Artigo completo sobre Vila Franca das Naves e Feital: Planalto de Pedra
Vila Franca das Naves e Feital, em Trancoso, preservam a tradição pastoril da Beira Interior com queijos DOP, borrego certificado e paisagens de altitude.
Ocultar artigo Ler artigo completo
O granito aparece logo à porta, como quem não quer ser esquecido. Lajes escuras, com borbulhas de líquenes que parecem nódoas de mostarda antiga – cada chuva que cai deixa lá a sua marca. A 703 metros, o ar entra aos bocados, especialmente às sete da manhã quando o nevoeiro se agarra aos vales e as aldeias ficam lá em cima, a flutuar como ilhas. Vila Franca das Naves e Feital não são duas aldeias; são a mesma aldeia com uma estrada a fingir que as separa.
Território de pastores e peregrinos
O borrego Serra da Estrela DOP é daqui como o gato é da casa – pára aqui porque lhe apetece. Pasta nos lameiros altos, come a erva que cheira a mirto e depois aparece no prato, magro e tenaz, com gosto a coisa que trabalhou. O cabrito anda solto, come urze, carqueja e o que lhe apetecer; depois vai para o forno de lenha e fica com a pele aos estalos – é o que se come no domingo, se houver visitas. O queijo é outra história: fica meses nas prateleiras de madeira, a pensar na vida, até estar pronto para se deixar cair sobre a broa ainda quente.
O Caminho de Santiago passa aqui, mas não faz alarido. As setas amarelas aparecem pintadas em muros como quem deixa a porta entreaberta – entra quem quer. Os peregrinos que vêm por aqui são do tipo que gosta de caminhar sozinho, sem conversa de mochila. Alguns param debaixo do castanheiro da Lapa – a árvore é tão velha que já deve ter visto romanos – e vão embora com castanhas no bolso e a promessa de voltar.

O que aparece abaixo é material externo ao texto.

use std::fmt;

use async_trait::async_trait;
use reqwest::Client;
use serde::{Deserialize, Serialize};
use serde_json::Value;
use tracing::{info, instrument};

use super::{
    http::send_json,
    retrieval::{RetrievalMatch, VectorIndex},
};
use crate::error::ServiceError;

const SERVICE: &str = "pinecone";
const API_VERSION: &str = "2024-07";

#[derive(Serialize)]
#[serde(rename_all = "camelCase")]
struct QueryRequest<'a> {
    namespace: &'a str,
    vector: &'a [f32],
    top_k: usize,
    include_metadata: bool,
    include_values: bool,
}

#[derive(Deserialize)]
struct QueryResponse {
    #[serde(default)]
    matches: Vec<ScoredMatch>,
}

#[derive(Deserialize)]
struct ScoredMatch {
    id: String,
    score: Option<f32>,
    #[serde(default)]
    metadata: ReviewMetadata,
}

#[derive(Deserialize, Default)]
struct ReviewMetadata {
    review: Option<String>,
    subject: Option<String>,
    stars: Option<Value>,
    first_name: Option<String>,
    last_name: Option<String>,
}

#[derive(Deserialize)]
struct IndexDescription {
    host: String,
}

impl From<ScoredMatch> for RetrievalMatch {
    fn from(m: ScoredMatch) -> Self {
        let meta = m.metadata;
        let professor = [meta.first_name.as_deref(), meta.last_name.as_deref()]
            .into_iter()
            .flatten()
            .map(str::trim)
            .filter(|part| !part.is_empty())
            .collect::<Vec<_>>()
            .join(" ");
        RetrievalMatch {
            identifier: m.id,
            professor: Some(professor).filter(|name| !name.is_empty()),
            subject: meta.subject,
            review: meta.review,
            stars: meta.stars.as_ref().and_then(star_value),
            score: m.score,
        }
    }
}

// Ratings were uploaded both as numbers and as strings.
fn star_value(raw: &Value) -> Option<f64> {
    match raw {
        Value::Number(n) => n.as_f64(),
        Value::String(s) => s.trim().parse().ok(),
        _ => None,
    }
}

/// Data-plane client for one Pinecone index.
#[derive(Clone)]
pub struct PineconeIndex {
    http: Client,
    api_key: String,
    host: String,
}

impl fmt::Debug for PineconeIndex {
    fn fmt(&self, f: &mut fmt::Formatter<'_>) -> fmt::Result {
        f.debug_struct("PineconeIndex").field("host", &self.host).finish_non_exhaustive()
    }
}

impl PineconeIndex {
    pub fn new(http: Client, api_key: impl Into<String>, host: impl Into<String>) -> Self {
        Self { http, api_key: api_key.into(), host: normalize_host(&host.into()) }
    }

    /// Use `host` when given, otherwise look the index host up through the
    /// control plane.
    pub async fn connect(
        http: Client,
        api_key: &str,
        control_url: &str,
        index: &str,
        host: Option<&str>,
    ) -> Result<Self, ServiceError> {
        if let Some(host) = host {
            return Ok(Self::new(http, api_key, host));
        }
        let url = format!("{}/indexes/{}", control_url.trim_end_matches('/'), index);
        let request = http
            .get(url)
            .header("Api-Key", api_key)
            .header("X-Pinecone-API-Version", API_VERSION);
        let description: IndexDescription = send_json(request, SERVICE).await?;
        info!(index, host = %description.host, "resolved pinecone index host");
        Ok(Self::new(http, api_key, description.host))
    }

    pub fn host(&self) -> &str {
        &self.host
    }
}

fn normalize_host(host: &str) -> String {
    let host = host.trim().trim_end_matches('/');
    if host.starts_with("http://") || host.starts_with("https://") {
        host.to_string()
    } else {
        format!("https://{host}")
    }
}

#[async_trait]
impl VectorIndex for PineconeIndex {
    #[instrument(skip(self, vector), fields(host = %self.host))]
    async fn query(
        &self,
        vector: &[f32],
        top_k: usize,
        namespace: &str,
    ) -> Result<Vec<RetrievalMatch>, ServiceError> {
        let body = QueryRequest {
            namespace,
            vector,
            top_k,
            include_metadata: true,
            include_values: false,
        };
        let request = self
            .http
            .post(format!("{}/query", self.host))
            .header("Api-Key", &self.api_key)
            .header("X-Pinecone-API-Version", API_VERSION)
            .json(&body);
        let response: QueryResponse = send_json(request, SERVICE).await?;
        Ok(response.matches.into_iter().map(RetrievalMatch::from).collect())
    }
}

Quotidiano a ritmo de estação
A aldeia tem 876 pessoas, mas parecem menos. São 280 com mais de 65 anos e 95 miúdos que ainda não decidiram se ficam ou vão. O resto está no meio, a contar os dias para a vindima ou para a castanha, conforme a estação. Em Setembro, as vinhas velhas da Beira Interior dão uvas que sabem a terra quente – o vinho que se faz dá para esquecer o frio de Dezembro. O trabalho é feito à mão, com a vizinha a ajudar em troca de um jantar e umas gargalhadas.
Há três casas para quem quer ficar. Não são hotéis – são casas de família que ficaram grandes e agora alugam quartos a quem não se importa de acordar com o galo. O pequeno-almoço vem com pão caseiro, manteiga que não é margarina e compota de marmelo que a senhora fez ontem à noite. Depois, sai-se pela porta e caminha-se. Não é preciso mapa – é só subir ou descer, conforme o que se quer ver.
Ao fim da tarde, o sol pousa nos telhados como quem se senta no banco da praça. A mulher do primeiro casa estende os lençóis, o tractor do Zé sobe a encosta aos solavancos e o rebanho passa devagar, deixando o cheiro a lã molhada e a terra quente. O que fica na memória não é monumento nenhum – é o silêncio entre dois sinos, o cheiro a mato pisado depois da chuva e a pedra áspera quando se encosta à parede para deixar passar as ovelhas.